Wednesday, December 13, 2006

My Love of Theatre

I have a tendency to performance. I have a sensation that I am coming to realise something here that I did not come to realise before. This explains much of what I found myself doing and perhaps where I want to go with things.

I am referring to the desire that I have for public approbriation and performance. It is a rather recurring theme if you wish to look at it with an extended perspective. MUN, is ultimately a public speaking event, you go out and talk, the centre of attention and the focus of all events. People listen as you speak, you feel the nervous tension, that anxiety that adheres to all public performance, and I get a rush out of it. This rush is perhaps the closest thing to an adrenaline rush that I ever got on a regular basis. The performance, the style and the theatrics, to play with words and attack or defend a position.

In jumaat (functions at the mosque) that incredible ego rush and power trip of performance is there. And it's perhaps the reason I've been holding back for the last few months from doing anything. I've conquered that arena and I'm not really fussed whether I recite or not.

Three months ago during Rajab, when I was the front line in a very real sense, above men who are many years my senior was perhaps the pinnacle of this feeling so far; the tremendous showing off that was dass surat with its casual performance that was almost contemptuous excellence; all done above many who are my senior, those who by right should have the performance I was putting on. In a sense these are moments that I get an incredible ego rush out off. They are the culmination of the expectation, the central position and the rising to meet the challenge without really feeling stretched, in a publicly casual manner that I loved. I loved upstaging people, defying expectation, and accomplishing something dramatic in the centre. It's an almost palpable feeling of "I showed them". And perhaps a malicious undercurrent of "I am better then you. Watch me prove it."

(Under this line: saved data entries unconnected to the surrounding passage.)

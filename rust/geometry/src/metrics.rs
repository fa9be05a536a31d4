// This Source Code Form is subject to the terms of the Mozilla Public
// License, v. 2.0. If a copy of the MPL was not distributed with this
// file, You can obtain one at https://mozilla.org/MPL/2.0/.

//! Final metrics record: unit conversion, mass estimate and warnings.

use serde::{Deserialize, Serialize};

use crate::analysis::{analyze, MeshAnalysis};
use crate::mesh::Mesh;

/// Default material density in g/cm³
pub const DEFAULT_DENSITY_G_PER_CM3: f64 = 1.24;

/// Wall thickness (mm) below which a thin-wall warning is raised
pub const THIN_WALL_THRESHOLD_MM: f64 = 0.5;

/// Largest extent (mm) of a typical build volume
pub const BUILD_VOLUME_LIMIT_MM: f64 = 300.0;

const MM3_PER_CM3: f64 = 1000.0;
const MM2_PER_CM2: f64 = 100.0;

pub const THIN_WALL_WARNING: &str = "Thin walls detected";
pub const BUILD_VOLUME_WARNING: &str = "Part exceeds typical build volume (300mm max dimension)";

/// Axis-aligned extents in millimetres
#[derive(Debug, Clone, Copy, PartialEq, Default, Serialize, Deserialize)]
pub struct BoundingBox {
    pub x: f64,
    pub y: f64,
    pub z: f64,
}

/// Manufacturability metrics for one part
#[derive(Debug, Clone, PartialEq, Serialize, Deserialize)]
#[serde(rename_all = "camelCase")]
pub struct GeometryMetrics {
    /// Extents in mm
    pub bounding_box: BoundingBox,
    /// cm³
    pub volume: f64,
    /// cm²
    pub surface_area: f64,
    /// Grams at the default density
    pub estimated_mass: f64,
    pub feature_count: usize,
    /// 0.0 to 1.5
    pub complexity_index: f64,
    pub has_overhangs: bool,
    /// mm
    pub min_wall_thickness: f64,
    pub warnings: Vec<String>,
}

/// Analyze a normalized mesh and assemble its metrics
pub fn compute_metrics(mesh: &Mesh) -> GeometryMetrics {
    assemble(mesh, &analyze(mesh))
}

/// Combine stage outputs with volume and area into the final record
pub fn assemble(mesh: &Mesh, analysis: &MeshAnalysis) -> GeometryMetrics {
    let extents = mesh.extents();

    // Inverted winding gives a negative signed volume
    let volume = mesh.signed_volume().abs() / MM3_PER_CM3;
    let surface_area = mesh.surface_area() / MM2_PER_CM2;
    let estimated_mass = volume * DEFAULT_DENSITY_G_PER_CM3;

    let min_wall_thickness = round3(analysis.min_wall_thickness);
    let complexity_index = round3(analysis.complexity_index);

    let mut warnings = Vec::new();
    if analysis.min_wall_thickness < THIN_WALL_THRESHOLD_MM {
        warnings.push(THIN_WALL_WARNING.to_string());
    }
    if analysis.overhang.has_overhangs {
        warnings.push(format!(
            "Overhangs detected on {:.1}% of faces",
            analysis.overhang.percentage()
        ));
    }
    if extents.x.max(extents.y).max(extents.z) > BUILD_VOLUME_LIMIT_MM {
        warnings.push(BUILD_VOLUME_WARNING.to_string());
    }

    GeometryMetrics {
        bounding_box: BoundingBox {
            x: extents.x,
            y: extents.y,
            z: extents.z,
        },
        volume,
        surface_area,
        estimated_mass,
        feature_count: analysis.feature_count,
        complexity_index,
        has_overhangs: analysis.overhang.has_overhangs,
        min_wall_thickness,
        warnings,
    }
}

#[inline]
fn round3(value: f64) -> f64 {
    (value * 1000.0).round() / 1000.0
}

It also translates into what I want to do. A barrister is inevitable theatricality, its a performance, verbal, that is about conveying information while occupying the central position in a ritual theatre that defines justice in dozens of countries. The desire again is to take that central stage and dominate it in a casual and commanding manner, that artfully conceals the hours of painstaking preparation and planning to win the adulation of the world. This desire to transcend, excel and to bask in the limelight, without an ounce of effort being apparent is what I want. And it explains a lot.